This is a little blurb about how to use namespaces most efficiently at the time of writting. In particular, systemd-nspawn offers a lot of flexibility, is lightweight, and takes advantage of having the host and guest running systemd. As much as I dislike systemd’s design in some ways, this is very practical in this case.
A quick introduction
What’s a container?
Namespaces are generally called “containers” outside the kernel world. Really, a container is a userspace process running in a set of namespaces. The most typical example is to run init (the first Linux process when you boot) or an init alternative inside the namespace, and chroot 1 it.

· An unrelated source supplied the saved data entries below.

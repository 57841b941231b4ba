//! Run-state records and the stores that keep them.

use crate::status::{StepStatus, WorkflowStatus};
use async_trait::async_trait;
use chrono::{DateTime, Utc};
use indexmap::IndexMap;
use serde::{Deserialize, Serialize};
use std::collections::{BTreeMap, HashMap};
use std::path::{Path, PathBuf};
use std::sync::RwLock;
use thiserror::Error;
use tracing::info;

/// Errors raised by a [`RunStore`].
#[derive(Error, Debug)]
pub enum StoreError {
    #[error("I/O error: {0}")]
    Io(#[from] std::io::Error),

    #[error("Record serialization error: {0}")]
    Serialization(#[from] serde_json::Error),

    #[error("No record for run: {0}")]
    NotFound(String),

    #[error("Store lock poisoned")]
    Poisoned,
}

/// Per-step line of a [`RunRecord`].
#[derive(Debug, Clone, PartialEq, Eq, Serialize, Deserialize)]
pub struct StepRecord {
    pub status: StepStatus,
    pub duration_ms: u64,
    pub error: Option<String>,
}

/// Durable audit record written once at the end of every run.
#[derive(Debug, Clone, PartialEq, Eq, Serialize, Deserialize)]
pub struct RunRecord {
    pub workflow_id: String,
    pub workflow_name: String,
    pub status: WorkflowStatus,
    pub started_at: DateTime<Utc>,
    pub completed_at: DateTime<Utc>,
    /// Context data with every value rendered as a string.
    pub data: BTreeMap<String, String>,
    /// In execution order.
    pub step_results: IndexMap<String, StepRecord>,
    pub errors: Vec<String>,
}

/// Key-addressable storage for [`RunRecord`]s.
#[async_trait]
pub trait RunStore: Send + Sync {
    /// Writes the record under its `workflow_id`, replacing any previous one.
    async fn save(&self, record: &RunRecord) -> Result<(), StoreError>;

    async fn load(&self, workflow_id: &str) -> Result<RunRecord, StoreError>;
}

/// Stores each record as `<dir>/<workflow_id>.json`.
#[derive(Debug, Clone)]
pub struct FileRunStore {
    dir: PathBuf,
}

impl Default for FileRunStore {
    fn default() -> Self {
        Self::new(std::env::temp_dir().join("workflows"))
    }
}

impl FileRunStore {
    /// Creates a store writing into `dir`, created on first save
    pub fn new(dir: impl Into<PathBuf>) -> Self {
        Self { dir: dir.into() }
    }

    pub fn dir(&self) -> &Path {
        &self.dir
    }

    /// File holding the record of `workflow_id`.
    ///
    /// Characters outside `[A-Za-z0-9._-]` are replaced with `_`, so every
    /// record lands directly inside [`dir`](Self::dir) whatever the workflow
    /// name contains.
    pub fn record_path(&self, workflow_id: &str) -> PathBuf {
        let file_stem: String = workflow_id
            .chars()
            .map(|c| {
                if c.is_ascii_alphanumeric() || matches!(c, '.' | '_' | '-') {
                    c
                } else {
                    '_'
                }
            })
            .collect();
        self.dir.join(format!("{}.json", file_stem))
    }
}

#[async_trait]
impl RunStore for FileRunStore {
    async fn save(&self, record: &RunRecord) -> Result<(), StoreError> {
        tokio::fs::create_dir_all(&self.dir).await?;

        let path = self.record_path(&record.workflow_id);
        let json = serde_json::to_string_pretty(record)?;
        tokio::fs::write(&path, json).await?;

        info!("State saved to {}", path.display());
        Ok(())
    }

    async fn load(&self, workflow_id: &str) -> Result<RunRecord, StoreError> {
        let path = self.record_path(workflow_id);
        let content = match tokio::fs::read_to_string(&path).await {
            Ok(content) => content,
            Err(e) if e.kind() == std::io::ErrorKind::NotFound => {
                return Err(StoreError::NotFound(workflow_id.to_string()))
            }
            Err(e) => return Err(e.into()),
        };
        Ok(serde_json::from_str(&content)?)
    }
}

/// Keeps records in memory. Useful in tests and for short-lived processes.
#[derive(Debug, Default)]
pub struct MemoryRunStore {
    records: RwLock<HashMap<String, RunRecord>>,
}

impl MemoryRunStore {
    pub fn new() -> Self {
        Self::default()
    }

    pub fn len(&self) -> usize {
        self.records.read().map(|r| r.len()).unwrap_or(0)
    }

    pub fn is_empty(&self) -> bool {
        self.len() == 0
    }
}

#[async_trait]
impl RunStore for MemoryRunStore {
    async fn save(&self, record: &RunRecord) -> Result<(), StoreError> {
        let mut records = self.records.write().map_err(|_| StoreError::Poisoned)?;
        records.insert(record.workflow_id.clone(), record.clone());
        Ok(())
    }

    async fn load(&self, workflow_id: &str) -> Result<RunRecord, StoreError> {
        let records = self.records.read().map_err(|_| StoreError::Poisoned)?;
        records
            .get(workflow_id)
            .cloned()
            .ok_or_else(|| StoreError::NotFound(workflow_id.to_string()))
    }
}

This makes the container look like a fresh/separate operating system, a little bit like a virtual machine would - except all resources (memory, disk, kernel, etc.) are seen and shared by the host.

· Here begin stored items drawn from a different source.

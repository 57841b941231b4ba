//! Per-item and aggregate results of a batch run.

use crate::status::ItemStatus;
use serde::Serialize;
use std::time::Instant;

/// Maximum number of error strings carried by a [`BatchSummary`].
const SUMMARY_ERROR_LIMIT: usize = 10;

/// Final outcome of one input item.
#[derive(Debug, Clone)]
pub struct ProcessedItem<T, R> {
    pub item: T,
    pub status: ItemStatus,
    /// Present iff `status` is [`ItemStatus::Success`].
    pub result: Option<R>,
    /// Most recent error message, present iff `status` is [`ItemStatus::Failed`].
    pub error: Option<String>,
    /// Attempts made; 0 for skipped items.
    pub attempts: u32,
    pub duration_ms: u64,
}

impl<T, R> ProcessedItem<T, R> {
    pub(crate) fn skipped(item: T) -> Self {
        Self {
            item,
            status: ItemStatus::Skipped,
            result: None,
            error: None,
            attempts: 0,
            duration_ms: 0,
        }
    }

    pub(crate) fn success(item: T, result: R, attempts: u32, duration_ms: u64) -> Self {
        Self {
            item,
            status: ItemStatus::Success,
            result: Some(result),
            error: None,
            attempts,
            duration_ms,
        }
    }

    pub(crate) fn failed(item: T, error: String, attempts: u32, duration_ms: u64) -> Self {
        Self {
            item,
            status: ItemStatus::Failed,
            result: None,
            error: Some(error),
            attempts,
            duration_ms,
        }
    }

    pub fn is_success(&self) -> bool {
        self.status == ItemStatus::Success
    }
}

/// Aggregate result of [`BatchProcessor::process`](crate::BatchProcessor::process).
///
/// `total == succeeded + failed + skipped == items.len()` always holds.
#[derive(Debug, Clone)]
pub struct BatchResult<T, R> {
    pub total: usize,
    pub succeeded: usize,
    pub failed: usize,
    pub skipped: usize,
    /// Chunk order, completion order within a chunk.
    pub items: Vec<ProcessedItem<T, R>>,
    pub duration_ms: u64,
    /// One `"Item failed: <error>"` entry per failed item.
    pub errors: Vec<String>,
}

impl<T, R> BatchResult<T, R> {
    pub(crate) fn from_items(
        items: Vec<ProcessedItem<T, R>>,
        errors: Vec<String>,
        duration_ms: u64,
    ) -> Self {
        let count = |status: ItemStatus| items.iter().filter(|i| i.status == status).count();
        Self {
            total: items.len(),
            succeeded: count(ItemStatus::Success),
            failed: count(ItemStatus::Failed),
            skipped: count(ItemStatus::Skipped),
            items,
            duration_ms,
            errors,
        }
    }

    /// Fraction of items that succeeded, `0.0` for an empty batch.
    pub fn success_rate(&self) -> f64 {
        if self.total == 0 {
            0.0
        } else {
            self.succeeded as f64 / self.total as f64
        }
    }

    /// Iterates over the successful results.
    pub fn results(&self) -> impl Iterator<Item = &R> {
        self.items.iter().filter_map(|i| i.result.as_ref())
    }

    /// Reporting view with a formatted rate and a truncated error list.
    pub fn summary(&self) -> BatchSummary {
        BatchSummary {
            total: self.total,
            succeeded: self.succeeded,
            failed: self.failed,
            skipped: self.skipped,
            success_rate: format!("{:.1}%", self.success_rate() * 100.0),
            duration_ms: self.duration_ms,
            errors: self
                .errors
                .iter()
                .take(SUMMARY_ERROR_LIMIT)
                .cloned()
                .collect(),
        }
    }
}

/// Serializable digest of a [`BatchResult`].
#[derive(Debug, Clone, PartialEq, Serialize)]
pub struct BatchSummary {
    pub total: usize,
    pub succeeded: usize,
    pub failed: usize,
    pub skipped: usize,
    pub success_rate: String,
    pub duration_ms: u64,
    pub errors: Vec<String>,
}

pub(crate) fn elapsed_ms(started: Instant) -> u64 {
    u64::try_from(started.elapsed().as_millis()).unwrap_or(u64::MAX)
}
use crate::step::{StepName, StepResult};
use chrono::{DateTime, Utc};
use indexmap::IndexMap;
use serde::de::DeserializeOwned;
use serde::{Deserialize, Serialize};
use serde_json::Value;
use std::collections::{BTreeMap, HashMap};
use std::fmt;
use tracing::error;

/// Key of a value in the [`WorkflowContext`] data bag.
#[derive(Debug, Clone, PartialEq, Eq, Hash, PartialOrd, Ord, Serialize, Deserialize)]
#[serde(transparent)]
pub struct ContextKey(String);

impl ContextKey {
    /// Creates a new ContextKey
    pub fn new(key: impl Into<String>) -> Self {
        Self(key.into())
    }

    /// Returns the key as a string slice
    pub fn as_str(&self) -> &str {
        &self.0
    }
}

impl fmt::Display for ContextKey {
    fn fmt(&self, f: &mut fmt::Formatter<'_>) -> fmt::Result {
        write!(f, "{}", self.0)
    }
}

impl From<&str> for ContextKey {
    fn from(s: &str) -> Self {
        Self::new(s)
    }
}

impl From<String> for ContextKey {
    fn from(s: String) -> Self {
        Self(s)
    }
}

impl std::borrow::Borrow<str> for ContextKey {
    fn borrow(&self) -> &str {
        &self.0
    }
}

/// State shared by all steps of one workflow run.
///
/// Keys are not namespaced: two steps writing the same key overwrite each
/// other, and choosing distinct keys is up to the workflow author.
///
/// # Examples
///
/// ```
/// use bulkflow::WorkflowContext;
/// use serde_json::json;
///
/// let mut ctx = WorkflowContext::new("order-sync-20240101-120000");
/// ctx.insert("order_ids", json!([101, 102]));
/// ctx.insert("dry_run", true);
///
/// assert_eq!(ctx.get::<Vec<u32>>("order_ids"), Some(vec![101, 102]));
/// assert_eq!(ctx.get::<bool>("dry_run"), Some(true));
/// assert_eq!(ctx.get::<String>("dry_run"), None);
/// ```
#[derive(Debug, Clone)]
pub struct WorkflowContext {
    workflow_id: String,
    started_at: DateTime<Utc>,
    data: HashMap<ContextKey, Value>,
    step_results: IndexMap<StepName, StepResult>,
    errors: Vec<String>,
}

impl WorkflowContext {
    /// Creates an empty context for the given run
    pub fn new(workflow_id: impl Into<String>) -> Self {
        Self::started(workflow_id, Utc::now())
    }

    pub(crate) fn started(workflow_id: impl Into<String>, started_at: DateTime<Utc>) -> Self {
        Self {
            workflow_id: workflow_id.into(),
            started_at,
            data: HashMap::new(),
            step_results: IndexMap::new(),
            errors: Vec::new(),
        }
    }

    /// Identifier of the run this context belongs to
    pub fn workflow_id(&self) -> &str {
        &self.workflow_id
    }

    pub fn started_at(&self) -> DateTime<Utc> {
        self.started_at
    }

    /// Stores a value, replacing any previous value under the same key.
    pub fn insert(&mut self, key: impl Into<ContextKey>, value: impl Into<Value>) {
        self.data.insert(key.into(), value.into());
    }

    /// Serializes `value` and stores it.
    pub fn set<V: Serialize>(
        &mut self,
        key: impl Into<ContextKey>,
        value: &V,
    ) -> Result<(), serde_json::Error> {
        let value = serde_json::to_value(value)?;
        self.data.insert(key.into(), value);
        Ok(())
    }

    /// Returns the value for `key` converted to `T`.
    ///
    /// Returns `None` if the key doesn't exist or the value has another shape.
    pub fn get<T: DeserializeOwned>(&self, key: &str) -> Option<T> {
        self.data
            .get(key)
            .and_then(|v| serde_json::from_value(v.clone()).ok())
    }

    /// Returns the raw JSON value for `key`
    pub fn get_value(&self, key: &str) -> Option<&Value> {
        self.data.get(key)
    }

    pub fn get_value_mut(&mut self, key: &str) -> Option<&mut Value> {
        self.data.get_mut(key)
    }

    /// Removes a value, returning it if present
    pub fn remove(&mut self, key: &str) -> Option<Value> {
        self.data.remove(key)
    }

    pub fn contains_key(&self, key: &str) -> bool {
        self.data.contains_key(key)
    }

    pub fn data(&self) -> &HashMap<ContextKey, Value> {
        &self.data
    }

    /// Inserts every pair, overwriting existing keys
    pub fn extend(&mut self, values: impl IntoIterator<Item = (String, Value)>) {
        self.data
            .extend(values.into_iter().map(|(k, v)| (ContextKey::from(k), v)));
    }

    /// Results recorded so far, in execution order.
    pub fn step_results(&self) -> &IndexMap<StepName, StepResult> {
        &self.step_results
    }

    pub fn step_result(&self, name: &str) -> Option<&StepResult> {
        self.step_results.get(name)
    }

    pub(crate) fn record_step(&mut self, name: StepName, result: StepResult) {
        self.step_results.insert(name, result);
    }

    pub(crate) fn into_step_results(self) -> IndexMap<StepName, StepResult> {
        self.step_results
    }

    /// Appends a timestamped entry to the run's error log.
    pub fn add_error(&mut self, message: impl AsRef<str>) {
        let message = message.as_ref();
        error!(workflow_id = %self.workflow_id, "{}", message);
        self.errors
            .push(format!("[{}] {}", Utc::now().to_rfc3339(), message));
    }

    /// Timestamped error entries, oldest first
    pub fn errors(&self) -> &[String] {
        &self.errors
    }

    /// Stringified copy of the data bag, as written to the run record.
    /// String values are kept verbatim, everything else is rendered as JSON.
    pub fn snapshot(&self) -> BTreeMap<String, String> {
        self.data
            .iter()
            .map(|(k, v)| {
                let rendered = match v {
                    Value::String(s) => s.clone(),
                    other => other.to_string(),
                };
                (k.to_string(), rendered)
            })
            .collect()
    }
}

What’s a namespace really?
Linux namespaces are not new. They’re the kernel-side that allow to separate resources at the process, filesystem, network, user, etc level from within the same kernel.
Implementation started several years ago, and has become useable more recently around the Linux kernel 3.6+ series. This has been done by implementing a new creds structure in the kernel, that holds information on the current namespace and permissions of an object. If you’re interested, full details are at kernel.org (this is a good read!).

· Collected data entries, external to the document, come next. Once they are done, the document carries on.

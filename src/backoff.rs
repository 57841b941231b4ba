//! Delay strategies between retry attempts.

use serde::{Deserialize, Serialize};
use std::time::Duration;

/// Delay strategy applied between retry attempts of a unit operation.
///
/// Attempt numbers are 1-based: `delay_for_attempt(1)` is the pause after the
/// first failed attempt.
///
/// # Examples
///
/// ```
/// use bulkflow::Backoff;
/// use std::time::Duration;
///
/// // Linear growth (default): 1s, 2s, 3s, ...
/// let backoff = Backoff::linear(Duration::from_secs(1));
/// assert_eq!(backoff.delay_for_attempt(1), Duration::from_secs(1));
/// assert_eq!(backoff.delay_for_attempt(3), Duration::from_secs(3));
///
/// // Constant delay
/// let backoff = Backoff::fixed(Duration::from_millis(250));
/// assert_eq!(backoff.delay_for_attempt(4), Duration::from_millis(250));
/// ```
#[derive(Debug, Clone, PartialEq, Eq, Serialize, Deserialize)]
#[serde(tag = "kind", rename_all = "lowercase")]
pub enum Backoff {
    /// `base * attempt` after each failed attempt.
    Linear {
        /// Delay after the first failed attempt
        base: Duration,
    },
    /// Same delay after every failed attempt.
    Fixed {
        /// Delay between attempts
        delay: Duration,
    },
    /// `initial * multiplier^(attempt - 1)`, capped at `max`.
    Exponential {
        /// Delay after the first failed attempt
        initial: Duration,
        /// Maximum delay cap
        max: Duration,
        /// Growth factor per attempt
        multiplier: u32,
    },
}

impl Default for Backoff {
    fn default() -> Self {
        Backoff::Linear {
            base: Duration::from_secs(1),
        }
    }
}

/// Error returned when [`Backoff`] parameters are invalid.
///
/// ```
/// use bulkflow::Backoff;
/// use std::time::Duration;
///
/// let result = Backoff::exponential(Duration::from_millis(100), Duration::from_secs(10), 0);
/// assert!(result.is_err());
/// ```
#[derive(Debug, Clone, PartialEq, Eq)]
pub struct BackoffError(pub &'static str);

impl std::fmt::Display for BackoffError {
    fn fmt(&self, f: &mut std::fmt::Formatter<'_>) -> std::fmt::Result {
        write!(f, "{}", self.0)
    }
}

impl std::error::Error for BackoffError {}

impl Backoff {
    /// Creates a linear backoff waiting `base * attempt`
    pub fn linear(base: Duration) -> Self {
        Backoff::Linear { base }
    }

    /// Creates a backoff waiting `delay` after every attempt
    pub fn fixed(delay: Duration) -> Self {
        Backoff::Fixed { delay }
    }

    /// Creates an exponential backoff.
    ///
    /// # Errors
    ///
    /// Returns [`BackoffError`] if:
    /// - `multiplier` is 0
    /// - `multiplier` is greater than 10
    /// - `max` is less than `initial`
    pub fn exponential(
        initial: Duration,
        max: Duration,
        multiplier: u32,
    ) -> Result<Self, BackoffError> {
        if multiplier == 0 {
            return Err(BackoffError("multiplier must be greater than 0"));
        }
        if multiplier > 10 {
            return Err(BackoffError(
                "multiplier must be 10 or less to avoid overflow",
            ));
        }
        if max < initial {
            return Err(BackoffError("max must be >= initial"));
        }
        Ok(Backoff::Exponential {
            initial,
            max,
            multiplier,
        })
    }

    /// Returns the pause after the given failed attempt (1-based).
    pub fn delay_for_attempt(&self, attempt: u32) -> Duration {
        match self {
            Backoff::Linear { base } => base.saturating_mul(attempt),
            Backoff::Fixed { delay } => *delay,
            Backoff::Exponential {
                initial,
                max,
                multiplier,
            } => match multiplier.checked_pow(attempt.saturating_sub(1)) {
                Some(factor) => initial.saturating_mul(factor).min(*max),
                None => *max,
            },
        }
    }
}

A container does not necessarily enable all namespaces, however most do to achieve more thorough separation of resources.
|File system||Different view of the filesystem. Generally provided by a chroot of a different mount point. Contains often see/write the host or each other’s filesystem namespaces due to bind mounts (such as /proc, /sys, and /dev)|
|PID||Different view of the process table. Additionally, you can’t send signals from one PID namespace to another. Containers can’t see/write the host or each other’s PID namespaces.|
|IPC||Different view of the shared memory, messages, semaphores. Containers can’t see/write the host or each other’s IPC namespaces.|
|Network||Different view of the network interfaces, netfilter, routes, etc. Containers can’t see/write the host or each other’s firewall, IPs, etc.|
|UTS||Different view of the system hostname. Containers can’t see/write the host or each other’s hostname.|
A visual representation of the filesystem namespace
Visual representations of host vs guests
Regular Linux system (host)
Container inside the host (guest)
Systemd, docker, LXC, etc.
While there’s plenty of software using namespaces, I’ll just drop some notes about the most notable ones:
Docker is a well-known, dare I say, celebrity in the container world.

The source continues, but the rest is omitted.